#### EXERCISE REQUIREMENTS
Below are lines of data; restate word for word those running from the line containing "collection of points." to the line containing "fn default() ->", inclusive, and no others.

=-=-=

//! Pictures of a point set and its hull: an SVG plot and a Braille preview for
//! terminals.
use num_traits::ToPrimitive;

use crate::data::Point;

mod braille;
mod svg;

pub use braille::BraillePrinter;
pub use svg::SvgPlot;

// Data-space box around everything that gets drawn.
#[derive(Debug, Clone, Copy, PartialEq)]
struct Bounds {
  min: [f64; 2],
  max: [f64; 2],
}

impl Bounds {
  // Points without a finite f64 value are ignored. Without any points the unit
  // square is used.
  fn of<'a, T, I>(pts: I) -> Bounds
  where
    T: ToPrimitive + 'a,
    I: IntoIterator<Item = &'a Point<T, 2>>,
  {
    let mut min = [f64::INFINITY; 2];
    let mut max = [f64::NEG_INFINITY; 2];
    for pt in pts.into_iter().filter_map(to_f64) {
      for axis in 0..2 {
        min[axis] = min[axis].min(pt[axis]);
        max[axis] = max[axis].max(pt[axis]);
      }
    }
    if min[0] > max[0] {
      return Bounds {
        min: [0.0; 2],
        max: [1.0; 2],
      };
    }
    Bounds { min, max }
  }

  // Grow each side by a fraction of the extent, or by one unit along flat axes.
  fn padded(mut self, fraction: f64) -> Bounds {
    for axis in 0..2 {
      let extent = self.max[axis] - self.min[axis];
      let pad = if extent > 0.0 { extent * fraction } else { 1.0 };
      self.min[axis] -= pad;
      self.max[axis] += pad;
    }
    self
  }

  fn extent(&self, axis: usize) -> f64 {
    self.max[axis] - self.min[axis]
  }

  // Position inside the box, in [0, 1] along each axis. Flat axes map to the middle.
  fn normalize(&self, pt: [f64; 2]) -> [f64; 2] {
    let mut out = [0.5; 2];
    for axis in 0..2 {
      let extent = self.extent(axis);
      if extent > 0.0 {
        out[axis] = (pt[axis] - self.min[axis]) / extent;
      }
    }
    out
  }
}

fn to_f64<T: ToPrimitive>(pt: &Point<T, 2>) -> Option<[f64; 2]> {
  let xy = [pt.x_coord().to_f64()?, pt.y_coord().to_f64()?];
  if xy.iter().all(|c| c.is_finite()) {
    Some(xy)
  } else {
    None
  }
}
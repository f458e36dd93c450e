pub mod convex_hull;

#[doc(inline)]
pub use convex_hull::graham_scan::{convex_hull, Collinear, GrahamScan};
use std::iter::FromIterator;
use std::ops::Deref;

use crate::algorithms::convex_hull::graham_scan::convex_hull;
use crate::data::{Hull, Point};
use crate::PolygonScalar;

/// An immutable collection of points.
///
/// Order and multiplicity are kept as given but neither affects the hull. Adding
/// points produces a new set; nothing caches a hull that could go stale.
#[derive(Debug, Clone, PartialEq, Eq, Hash)]
pub struct PointSet<T> {
  points: Vec<Point<T, 2>>,
}

impl<T> PointSet<T> {
  pub fn new(points: Vec<Point<T, 2>>) -> PointSet<T> {
    PointSet { points }
  }

  /// $O(n + m)$ A new set holding these points followed by `extra`.
  ///
  /// ```rust
  /// # use hullscan::data::{Point, PointSet};
  /// let set = PointSet::new(vec![Point::new([0, 0])]);
  /// let bigger = set.with_points(vec![Point::new([1, 0]), Point::new([0, 1])]);
  /// assert_eq!(set.len(), 1);
  /// assert_eq!(bigger.len(), 3);
  /// ```
  #[must_use]
  pub fn with_points<I>(&self, extra: I) -> PointSet<T>
  where
    T: Clone,
    I: IntoIterator<Item = Point<T, 2>>,
  {
    self.points.iter().cloned().chain(extra).collect()
  }

  pub fn points(&self) -> &[Point<T, 2>] {
    &self.points
  }

  pub fn into_vec(self) -> Vec<Point<T, 2>> {
    self.points
  }

  /// $O(n \log n)$ Convex hull of the set, see [`convex_hull`].
  pub fn convex_hull(&self) -> Hull<T>
  where
    T: PolygonScalar,
  {
    convex_hull(&self.points)
  }
}

impl<T> Default for PointSet<T> {
  fn default() -> Self {
    PointSet { points: Vec::new() }
  }
}

impl<T> Deref for PointSet<T> {
  type Target = [Point<T, 2>];
  fn deref(&self) -> &Self::Target {
    &self.points
  }
}

impl<T> From<Vec<Point<T, 2>>> for PointSet<T> {
  fn from(points: Vec<Point<T, 2>>) -> PointSet<T> {
    PointSet::new(points)
  }
}

impl<T> FromIterator<Point<T, 2>> for PointSet<T> {
  fn from_iter<I: IntoIterator<Item = Point<T, 2>>>(iter: I) -> Self {
    PointSet::new(iter.into_iter().collect())
  }
}

impl<T> IntoIterator for PointSet<T> {
  type Item = Point<T, 2>;
  type IntoIter = std::vec::IntoIter<Point<T, 2>>;
  fn into_iter(self) -> Self::IntoIter {
    self.points.into_iter()
  }
}

impl<'a, T> IntoIterator for &'a PointSet<T> {
  type Item = &'a Point<T, 2>;
  type IntoIter = std::slice::Iter<'a, Point<T, 2>>;
  fn into_iter(self) -> Self::IntoIter {
    self.points.iter()
  }
}
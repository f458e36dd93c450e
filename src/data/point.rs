use array_init::array_init;
use ordered_float::{FloatIsNan, NotNan};
use rand::distributions::{Distribution, Standard};
use rand::Rng;
use std::cmp::Ordering;
use std::convert::TryFrom;
use std::ops::Deref;
use std::ops::Index;

use crate::{Orientation, PolygonScalar, TotalOrd};

#[derive(Debug, Clone, Copy, PartialEq, Eq, PartialOrd, Ord, Hash)]
#[repr(transparent)]
pub struct Point<T, const N: usize> {
  pub array: [T; N],
}

// Random sampling.
impl<T, const N: usize> Distribution<Point<T, N>> for Standard
where
  Standard: Distribution<T>,
{
  fn sample<R: Rng + ?Sized>(&self, rng: &mut R) -> Point<T, N> {
    Point {
      array: array_init(|_| rng.gen()),
    }
  }
}

// Methods on N-dimensional points.
impl<T, const N: usize> Point<T, N> {
  pub const fn new(array: [T; N]) -> Point<T, N> {
    Point { array }
  }

  pub fn cast<U, F>(&self, f: F) -> Point<U, N>
  where
    T: Clone,
    F: Fn(T) -> U,
  {
    Point {
      array: array_init(|i| f(self.array[i].clone())),
    }
  }
}

impl<T, const N: usize> Index<usize> for Point<T, N> {
  type Output = T;
  fn index(&self, key: usize) -> &T {
    self.array.index(key)
  }
}

impl<T, const N: usize> Deref for Point<T, N> {
  type Target = [T; N];
  fn deref(&self) -> &[T; N] {
    &self.array
  }
}

impl<T> From<(T, T)> for Point<T, 2> {
  fn from(point: (T, T)) -> Point<T, 2> {
    Point {
      array: [point.0, point.1],
    }
  }
}

impl<const N: usize> TryFrom<Point<f64, N>> for Point<NotNan<f64>, N> {
  type Error = FloatIsNan;
  fn try_from(point: Point<f64, N>) -> Result<Point<NotNan<f64>, N>, FloatIsNan> {
    Ok(Point {
      array: array_init::try_array_init(|i| NotNan::new(point.array[i]))?,
    })
  }
}

// Methods on two-dimensional points.
impl<T> Point<T, 2> {
  pub fn x_coord(&self) -> &T {
    &self.array[0]
  }

  pub fn y_coord(&self) -> &T {
    &self.array[1]
  }

  pub fn orientation(&self, q: &Point<T, 2>, r: &Point<T, 2>) -> Orientation
  where
    T: PolygonScalar,
  {
    Orientation::new(&self.array, &q.array, &r.array)
  }

  /// Compare the distances from `self` to `p` and to `q`. Exact for every scalar.
  pub fn cmp_distance_to(&self, p: &Point<T, 2>, q: &Point<T, 2>) -> Ordering
  where
    T: PolygonScalar,
  {
    T::cmp_dist(&self.array, &p.array, &q.array)
  }

  /// Compare `p` and `q` by their polar angle around `self`.
  ///
  /// Only the sign of the cross product `(p - self) × (q - self)` is used, so no
  /// angle is ever computed. The result is a consistent ordering when every point
  /// lies at an angle in `[0, π)` around `self`, which holds when `self` is the
  /// lowest (then leftmost) point of the set. Points on a common ray compare as
  /// `Equal`.
  ///
  /// ```rust
  /// # use hullscan::data::Point;
  /// # use std::cmp::Ordering;
  /// let anchor = Point::new([0, 0]);
  /// assert_eq!(anchor.cmp_polar_angle(&Point::new([5, 1]), &Point::new([1, 1])), Ordering::Less);
  /// assert_eq!(anchor.cmp_polar_angle(&Point::new([2, 2]), &Point::new([1, 1])), Ordering::Equal);
  /// ```
  pub fn cmp_polar_angle(&self, p: &Point<T, 2>, q: &Point<T, 2>) -> Ordering
  where
    T: PolygonScalar,
  {
    self.orientation(p, q).as_angular_ordering()
  }

  /// Lowest y-coordinate first, ties broken by the lowest x-coordinate.
  pub fn cmp_lowest(&self, other: &Point<T, 2>) -> Ordering
  where
    T: TotalOrd,
  {
    (self.y_coord(), self.x_coord()).total_cmp(&(other.y_coord(), other.x_coord()))
  }
}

=-=-=

#### TASK SOLUTION
/// An immutable collection of points.
///
/// Order and multiplicity are kept as given but neither affects the hull. Adding
/// points produces a new set; nothing caches a hull that could go stale.
#[derive(Debug, Clone, PartialEq, Eq, Hash)]
pub struct PointSet<T> {
  points: Vec<Point<T, 2>>,
}

impl<T> PointSet<T> {
  pub fn new(points: Vec<Point<T, 2>>) -> PointSet<T> {
    PointSet { points }
  }

  /// $O(n + m)$ A new set holding these points followed by `extra`.
  ///
  /// ```rust
  /// # use hullscan::data::{Point, PointSet};
  /// let set = PointSet::new(vec![Point::new([0, 0])]);
  /// let bigger = set.with_points(vec![Point::new([1, 0]), Point::new([0, 1])]);
  /// assert_eq!(set.len(), 1);
  /// assert_eq!(bigger.len(), 3);
  /// ```
  #[must_use]
  pub fn with_points<I>(&self, extra: I) -> PointSet<T>
  where
    T: Clone,
    I: IntoIterator<Item = Point<T, 2>>,
  {
    self.points.iter().cloned().chain(extra).collect()
  }

  pub fn points(&self) -> &[Point<T, 2>] {
    &self.points
  }

  pub fn into_vec(self) -> Vec<Point<T, 2>> {
    self.points
  }

  /// $O(n \log n)$ Convex hull of the set, see [`convex_hull`].
  pub fn convex_hull(&self) -> Hull<T>
  where
    T: PolygonScalar,
  {
    convex_hull(&self.points)
  }
}

impl<T> Default for PointSet<T> {
  fn default() -> Self {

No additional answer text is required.